++++ DATA FOR THE TASK
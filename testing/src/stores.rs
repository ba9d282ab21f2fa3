//! In-memory storage fakes.
//!
//! - [`InMemoryBaggageRepository`]: baggage rows and the outbox behind one lock,
//!   so a status change and its publish intent commit together
//! - [`InMemoryNotificationStore`]: notifications with a unique source event index
//! - [`InMemoryDeadLetterSink`]: bounded list of dead letters
//!
//! Every fake can be told to fail its next operations with
//! [`StoreError::Unavailable`] to exercise retry paths.

#![allow(clippy::unwrap_used)] // Test infrastructure uses unwrap for simplicity
#![allow(clippy::missing_panics_doc)] // Panics only on poisoned locks

use baggage_tracker_core::baggage::{Baggage, NewBaggage, StatusChange};
use baggage_tracker_core::dead_letter::DeadLetter;
use baggage_tracker_core::event::BaggageStateChangeEvent;
use baggage_tracker_core::notification::Notification;
use baggage_tracker_core::status::BaggageStatus;
use baggage_tracker_core::store::{
    BaggageRepository, DeadLetterSink, InsertOutcome, NotificationStore, Outbox, OutboxEntry,
    StoreError, StoreFuture,
};
use baggage_tracker_core::types::{BaggageId, EventId, PassengerId};
use std::collections::{BTreeMap, HashSet, VecDeque};
use std::sync::atomic::{AtomicUsize, Ordering};
use std::sync::{Arc, Mutex};

/// Counts down injected failures.
#[derive(Debug, Default)]
struct FaultInjector {
    remaining: AtomicUsize,
}

impl FaultInjector {
    fn arm(&self, count: usize) {
        self.remaining.store(count, Ordering::SeqCst);
    }

    fn check(&self, operation: &str) -> Result<(), StoreError> {
        let tripped = self
            .remaining
            .fetch_update(Ordering::SeqCst, Ordering::SeqCst, |n| n.checked_sub(1))
            .is_ok();
        if tripped {
            Err(StoreError::Unavailable(format!("injected failure in {operation}")))
        } else {
            Ok(())
        }
    }
}

#[derive(Debug, Default)]
struct BaggageTables {
    next_id: i64,
    bags: BTreeMap<BaggageId, Baggage>,
    outbox: Vec<OutboxEntry>,
}

/// Baggage rows plus outbox, committed atomically.
#[derive(Clone, Debug, Default)]
pub struct InMemoryBaggageRepository {
    tables: Arc<Mutex<BaggageTables>>,
    faults: Arc<FaultInjector>,
}

impl InMemoryBaggageRepository {
    /// Create an empty repository.
    #[must_use]
    pub fn new() -> Self {
        Self::default()
    }

    /// Fail the next `count` operations (repository and outbox alike).
    pub fn fail_next(&self, count: usize) {
        self.faults.arm(count);
    }

    /// Snapshot of the outbox, oldest first.
    #[must_use]
    pub fn outbox_entries(&self) -> Vec<OutboxEntry> {
        self.tables.lock().unwrap().outbox.clone()
    }
}

impl BaggageRepository for InMemoryBaggageRepository {
    fn insert(&self, baggage: NewBaggage) -> StoreFuture<'_, Baggage> {
        Box::pin(async move {
            self.faults.check("insert")?;
            let mut tables = self.tables.lock().unwrap();
            tables.next_id += 1;
            let bag = Baggage {
                id: BaggageId::new(tables.next_id),
                passenger_id: baggage.passenger_id,
                weight: baggage.weight,
                status: BaggageStatus::Registered,
            };
            tables.bags.insert(bag.id, bag.clone());
            Ok(bag)
        })
    }

    fn find(&self, id: BaggageId) -> StoreFuture<'_, Option<Baggage>> {
        Box::pin(async move {
            self.faults.check("find")?;
            Ok(self.tables.lock().unwrap().bags.get(&id).cloned())
        })
    }

    fn list_for_passenger(&self, passenger_id: PassengerId) -> StoreFuture<'_, Vec<Baggage>> {
        Box::pin(async move {
            self.faults.check("list_for_passenger")?;
            Ok(self
                .tables
                .lock()
                .unwrap()
                .bags
                .values()
                .filter(|bag| bag.passenger_id == passenger_id)
                .cloned()
                .collect())
        })
    }

    fn commit_transition<'a>(
        &'a self,
        change: &'a StatusChange,
        event: &'a BaggageStateChangeEvent,
    ) -> StoreFuture<'a, Baggage> {
        Box::pin(async move {
            self.faults.check("commit_transition")?;
            let mut tables = self.tables.lock().unwrap();
            let bag = tables
                .bags
                .get_mut(&change.baggage_id)
                .ok_or_else(|| StoreError::NotFound(format!("baggage {}", change.baggage_id)))?;
            if Some(bag.status) != change.previous {
                return Err(StoreError::Conflict(format!(
                    "baggage {} is {} not {:?}",
                    change.baggage_id, bag.status, change.previous
                )));
            }
            bag.status = change.new;
            let updated = bag.clone();
            tables
                .outbox
                .push(OutboxEntry::new(event.clone(), event.occurred_at));
            Ok(updated)
        })
    }
}

impl Outbox for InMemoryBaggageRepository {
    fn pending(&self, limit: usize) -> StoreFuture<'_, Vec<OutboxEntry>> {
        Box::pin(async move {
            self.faults.check("pending")?;
            Ok(self
                .tables
                .lock()
                .unwrap()
                .outbox
                .iter()
                .take(limit)
                .cloned()
                .collect())
        })
    }

    fn pending_for_baggage(&self, baggage_id: BaggageId) -> StoreFuture<'_, Vec<OutboxEntry>> {
        Box::pin(async move {
            self.faults.check("pending_for_baggage")?;
            Ok(self
                .tables
                .lock()
                .unwrap()
                .outbox
                .iter()
                .filter(|entry| entry.event.baggage_id == baggage_id)
                .cloned()
                .collect())
        })
    }

    fn remove<'a>(&'a self, event_id: &'a EventId) -> StoreFuture<'a, ()> {
        Box::pin(async move {
            self.faults.check("remove")?;
            self.tables
                .lock()
                .unwrap()
                .outbox
                .retain(|entry| entry.event.event_id != *event_id);
            Ok(())
        })
    }

    fn record_failure<'a>(&'a self, event_id: &'a EventId, error: &'a str) -> StoreFuture<'a, ()> {
        Box::pin(async move {
            self.faults.check("record_failure")?;
            let mut tables = self.tables.lock().unwrap();
            if let Some(entry) = tables
                .outbox
                .iter_mut()
                .find(|entry| entry.event.event_id == *event_id)
            {
                entry.attempts += 1;
                entry.last_error = Some(error.to_string());
            }
            Ok(())
        })
    }
}

#[derive(Debug, Default)]
struct NotificationTable {
    rows: Vec<Notification>,
    by_event: HashSet<EventId>,
}

/// Notification store with a unique index on `source_event_id`.
#[derive(Clone, Debug, Default)]
pub struct InMemoryNotificationStore {
    table: Arc<Mutex<NotificationTable>>,
    faults: Arc<FaultInjector>,
}

impl InMemoryNotificationStore {
    /// Create an empty store.
    #[must_use]
    pub fn new() -> Self {
        Self::default()
    }

    /// Fail the next `count` operations.
    pub fn fail_next(&self, count: usize) {
        self.faults.arm(count);
    }

    /// Every stored notification in insertion order.
    #[must_use]
    pub fn all(&self) -> Vec<Notification> {
        self.table.lock().unwrap().rows.clone()
    }

    /// Number of stored notifications.
    #[must_use]
    pub fn len(&self) -> usize {
        self.table.lock().unwrap().rows.len()
    }

    /// Whether the store is empty.
    #[must_use]
    pub fn is_empty(&self) -> bool {
        self.len() == 0
    }
}

impl NotificationStore for InMemoryNotificationStore {
    fn exists_for_event<'a>(&'a self, event_id: &'a EventId) -> StoreFuture<'a, bool> {
        Box::pin(async move {
            self.faults.check("exists_for_event")?;
            Ok(self.table.lock().unwrap().by_event.contains(event_id))
        })
    }

    fn insert_if_absent<'a>(&'a self, notification: &'a Notification) -> StoreFuture<'a, InsertOutcome> {
        Box::pin(async move {
            self.faults.check("insert_if_absent")?;
            let mut table = self.table.lock().unwrap();
            if !table.by_event.insert(notification.source_event_id) {
                return Ok(InsertOutcome::AlreadyPresent);
            }
            table.rows.push(notification.clone());
            Ok(InsertOutcome::Inserted)
        })
    }

    fn list_for_passenger(&self, passenger_id: PassengerId) -> StoreFuture<'_, Vec<Notification>> {
        Box::pin(async move {
            self.faults.check("list_for_passenger")?;
            Ok(self
                .table
                .lock()
                .unwrap()
                .rows
                .iter()
                .filter(|n| n.passenger_id == passenger_id)
                .cloned()
                .collect())
        })
    }
}

/// Bounded in-memory dead-letter destination; drops the oldest when full.
#[derive(Clone, Debug)]
pub struct InMemoryDeadLetterSink {
    letters: Arc<Mutex<VecDeque<DeadLetter>>>,
    max_size: usize,
    faults: Arc<FaultInjector>,
}

impl InMemoryDeadLetterSink {
    /// Sink holding up to `max_size` letters.
    #[must_use]
    pub fn new(max_size: usize) -> Self {
        Self {
            letters: Arc::new(Mutex::new(VecDeque::new())),
            max_size,
            faults: Arc::new(FaultInjector::default()),
        }
    }

    /// Fail the next `count` hand-overs.
    pub fn fail_next(&self, count: usize) {
        self.faults.arm(count);
    }

    /// Letters received, oldest first.
    #[must_use]
    pub fn letters(&self) -> Vec<DeadLetter> {
        self.letters.lock().unwrap().iter().cloned().collect()
    }

    /// Number of letters held.
    #[must_use]
    pub fn len(&self) -> usize {
        self.letters.lock().unwrap().len()
    }

    /// Whether no letters were received.
    #[must_use]
    pub fn is_empty(&self) -> bool {
        self.len() == 0
    }
}

impl Default for InMemoryDeadLetterSink {
    fn default() -> Self {
        Self::new(1000)
    }
}

impl DeadLetterSink for InMemoryDeadLetterSink {
    fn dead_letter<'a>(&'a self, letter: &'a DeadLetter) -> StoreFuture<'a, ()> {
        Box::pin(async move {
            self.faults.check("dead_letter")?;
            let mut letters = self.letters.lock().unwrap();
            if letters.len() >= self.max_size {
                letters.pop_front();
                tracing::warn!(max_size = self.max_size, "Dead-letter sink full, dropping oldest");
            }
            letters.push_back(letter.clone());
            Ok(())
        })
    }
}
++++++++
#### YOUR GOAL
Find the word "previous" in the records. Copy every line it appears in.

#### RESPONSE BOX
            if Some(bag.status) != change.previous {
                    change.baggage_id, bag.status, change.previous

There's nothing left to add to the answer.